From: Sathyanarayanan Kuppuswamy <sathyanarayanan.kuppuswamy@linux.intel.com>
To: Lukas Wunner <lukas@wunner.de>, Bjorn Helgaas <helgaas@kernel.org>
Cc: Riana Tauro <riana.tauro@intel.com>,
Aravind Iddamsetty <aravind.iddamsetty@linux.intel.com>,
"Sean C. Dardis" <sean.c.dardis@intel.com>,
Terry Bowman <terry.bowman@amd.com>,
Niklas Schnelle <schnelle@linux.ibm.com>,
Linas Vepstas <linasvepstas@gmail.com>,
Mahesh J Salgaonkar <mahesh@linux.ibm.com>,
Oliver OHalloran <oohall@gmail.com>,
Manivannan Sadhasivam <manivannan.sadhasivam@oss.qualcomm.com>,
linuxppc-dev@lists.ozlabs.org, linux-pci@vger.kernel.org,
Shahed Shaikh <shshaikh@marvell.com>,
Manish Chopra <manishc@marvell.com>,
GR-Linux-NIC-Dev@marvell.com, Nilesh Javali <njavali@marvell.com>,
GR-QLogic-Storage-Upstream@marvell.com,
"James E.J. Bottomley" <James.Bottomley@HansenPartnership.com>,
"Martin K. Petersen" <martin.petersen@oracle.com>,
linux-scsi@vger.kernel.org, Andrew Lunn <andrew+netdev@lunn.ch>,
"David S. Miller" <davem@davemloft.net>,
Eric Dumazet <edumazet@google.com>,
Jakub Kicinski <"ku ba"@kernel.org>,
Paolo Abeni <pabeni@redhat.com>,
netdev@vger.kernel.org
Subject: Re: [PATCH 4/5] PCI/ERR: Update device error_state already after reset
Date: Wed, 13 Aug 2025 16:43:39 -0700 [thread overview]
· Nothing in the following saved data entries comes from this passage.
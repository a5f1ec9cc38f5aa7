//! CLI infrastructure for the fifteen environment
//!
//! A thin demonstration surface: simulate random episodes and inspect boards.

pub mod commands;
pub mod config;
pub mod output;
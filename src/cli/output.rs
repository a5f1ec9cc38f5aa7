//! Output formatting for CLI

use crate::tictactoe::Board;

/// Print a section header
pub fn print_section(title: &str) {
    println!("\n{}", "=".repeat(40));
    println!("{title}");
    println!("{}", "=".repeat(40));
}

/// Print a key-value pair
pub fn print_kv(key: &str, value: &str) {
    println!("  {:20} {}", format!("{}:", key), value);
}

/// Print statistics table
pub fn print_stats_table(stats: &[(&str, String)]) {
    for (key, value) in stats {
        print_kv(key, value);
    }
}

/// Print the board indented, one row per line
pub fn print_board(board: &Board) {
    for row in board.to_string().lines() {
        println!("    {row}");
    }
}

/// Format a list of numbers as `[a, b, c]`
pub fn format_list<T: std::fmt::Display>(items: &[T]) -> String {
    let joined: Vec<String> = items.iter().map(ToString::to_string).collect();
    format!("[{}]", joined.join(", "))
}

/// Format a rate in [0, 1] as a percentage
pub fn format_percent(rate: f64) -> String {
    format!("{:.1}%", rate * 100.0)
}
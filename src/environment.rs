//! The reinforcement-learning environment
//!
//! [`Environment`] owns the board and runs the turn state machine: the agent
//! places an odd value, the board is checked, the injected selector answers
//! with an even value, and the board is checked again.

use serde::{Deserialize, Serialize};
use tracing::debug;

use crate::{
    Error, Result,
    adapters::RandomSelector,
    ports::ActionSelector,
    tictactoe::{
        Action, ActionSpace, AllowedValues, Board, Outcome, Player, RewardTable, allowed_positions,
        allowed_values, is_terminal, state_transition,
    },
};

/// What a single [`Environment::step`] produced
#[derive(Debug, Clone, Copy, PartialEq, Eq, Serialize, Deserialize)]
pub struct StepResult {
    /// Board after the agent's move and, unless the agent ended the game, the
    /// env's reply
    pub board: Board,
    pub reward: i32,
    pub done: bool,
    pub outcome: Outcome,
    /// The env's reply, `None` when the agent's move ended the game
    pub env_action: Option<Action>,
}

/// Numeric Tic-Tac-Toe environment with an injectable env opponent.
///
/// # Examples
///
/// ```
/// use fifteen::{
///     Environment,
///     adapters::RandomSelector,
///     tictactoe::{Action, Outcome},
/// };
///
/// let mut env = Environment::new(RandomSelector::with_seed("env", 42));
/// let board = env.reset();
/// assert_eq!(board.occupied_count(), 0);
///
/// let result = env.step(Action::new(4, 5))?;
/// assert_eq!(result.outcome, Outcome::Resume);
/// assert_eq!(result.reward, -1);
/// assert_eq!(env.board().occupied_count(), 2);
/// # Ok::<(), fifteen::Error>(())
/// ```
#[derive(Debug, Clone)]
pub struct Environment<S = RandomSelector> {
    board: Board,
    rewards: RewardTable,
    env_selector: S,
}

impl Environment<RandomSelector> {
    /// Environment whose env player moves uniformly at random with a fixed seed
    pub fn seeded(seed: u64) -> Self {
        Self::new(RandomSelector::with_seed("env", seed))
    }
}

impl Default for Environment<RandomSelector> {
    fn default() -> Self {
        Self::new(RandomSelector::new("env"))
    }
}

impl<S: ActionSelector> Environment<S> {
    /// Create an environment with an empty board and the given env strategy
    pub fn new(env_selector: S) -> Self {
        Self {
            board: Board::new(),
            rewards: RewardTable::STANDARD,
            env_selector,
        }
    }

    /// Clear every cell and return the fresh board
    pub fn reset(&mut self) -> Board {
        self.board = Board::new();
        self.board
    }

    pub fn board(&self) -> &Board {
        &self.board
    }

    /// Replace the current board, e.g. to start from a given position.
    pub fn set_board(&mut self, board: Board) {
        self.board = board;
    }

    pub fn rewards(&self) -> &RewardTable {
        &self.rewards
    }

    pub fn selector(&self) -> &S {
        &self.env_selector
    }

    pub fn selector_mut(&mut self) -> &mut S {
        &mut self.env_selector
    }

    /// Empty cells of the current board
    pub fn allowed_positions(&self) -> Vec<usize> {
        allowed_positions(&self.board)
    }

    /// Unused values of the current board, split by owner
    pub fn allowed_values(&self) -> AllowedValues {
        allowed_values(&self.board)
    }

    /// Both players' action spaces for the current board
    pub fn action_space(&self) -> ActionSpace {
        ActionSpace::new(&self.board)
    }

    /// Whether the current board is finished (win, loss or tie)
    pub fn is_done(&self) -> bool {
        is_terminal(&self.board, Player::Env).0
    }

    /// Play one full turn: the agent's `action`, then the env's reply.
    ///
    /// The board is checked right after each half-move so that a winning line
    /// is credited to the player who completed it; if the agent's move ends
    /// the game the env does not move.
    ///
    /// The turn is staged on a copy of the board and committed only once it
    /// has fully succeeded; an error leaves the environment untouched.
    ///
    /// # Errors
    ///
    /// - [`Error::GameAlreadyCompleted`] if the board is already terminal
    /// - [`Error::IllegalAction`] if `action` is not in the agent's action
    ///   space, or the selector answers outside the env's action space
    /// - any error returned by the env selector
    pub fn step(&mut self, action: Action) -> Result<StepResult> {
        if self.is_done() {
            return Err(Error::GameAlreadyCompleted);
        }

        let space = ActionSpace::new(&self.board);
        if !space.contains(Player::Agent, action) {
            return Err(Error::IllegalAction {
                position: action.position,
                value: action.value,
            });
        }

        let mut next = self.board;
        state_transition(&mut next, action)?;
        let (done, outcome) = is_terminal(&next, Player::Agent);
        debug!(player = "agent", %action, board = %next.encode(), %outcome, "half-move");

        if done {
            self.board = next;
            return Ok(StepResult {
                board: next,
                reward: self.rewards.reward(outcome),
                done,
                outcome,
                env_action: None,
            });
        }

        let env_space = ActionSpace::new(&next);
        let env_actions: Vec<Action> = env_space.env_actions().collect();
        let env_action = self.env_selector.select_action(&next, &env_actions)?;
        if !env_space.contains(Player::Env, env_action) {
            return Err(Error::IllegalAction {
                position: env_action.position,
                value: env_action.value,
            });
        }

        state_transition(&mut next, env_action)?;
        let (done, outcome) = is_terminal(&next, Player::Env);
        debug!(player = "env", action = %env_action, board = %next.encode(), %outcome, "half-move");

        self.board = next;
        Ok(StepResult {
            board: next,
            reward: self.rewards.reward(outcome),
            done,
            outcome,
            env_action: Some(env_action),
        })
    }
}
Message-ID: <004298f7-ae08-428e-9b98-995fc56e55b1@linux.intel.com> (raw)
In-Reply-To: <4517af6359ffb9d66152b827a5d2833459144e3f.1755008151.git.lukas@wunner.de>
On 8/12/25 10:11 PM, Lukas Wunner wrote:
> After a Fatal Error has been reported by a device and has been recovered
> through a Secondary Bus Reset, AER updates the device's error_state to
> pci_channel_io_normal before invoking its driver's ->resume() callback.
>
> By contrast, EEH updates the error_state earlier, namely after resetting
> the device and before invoking its driver's ->slot_reset() callback.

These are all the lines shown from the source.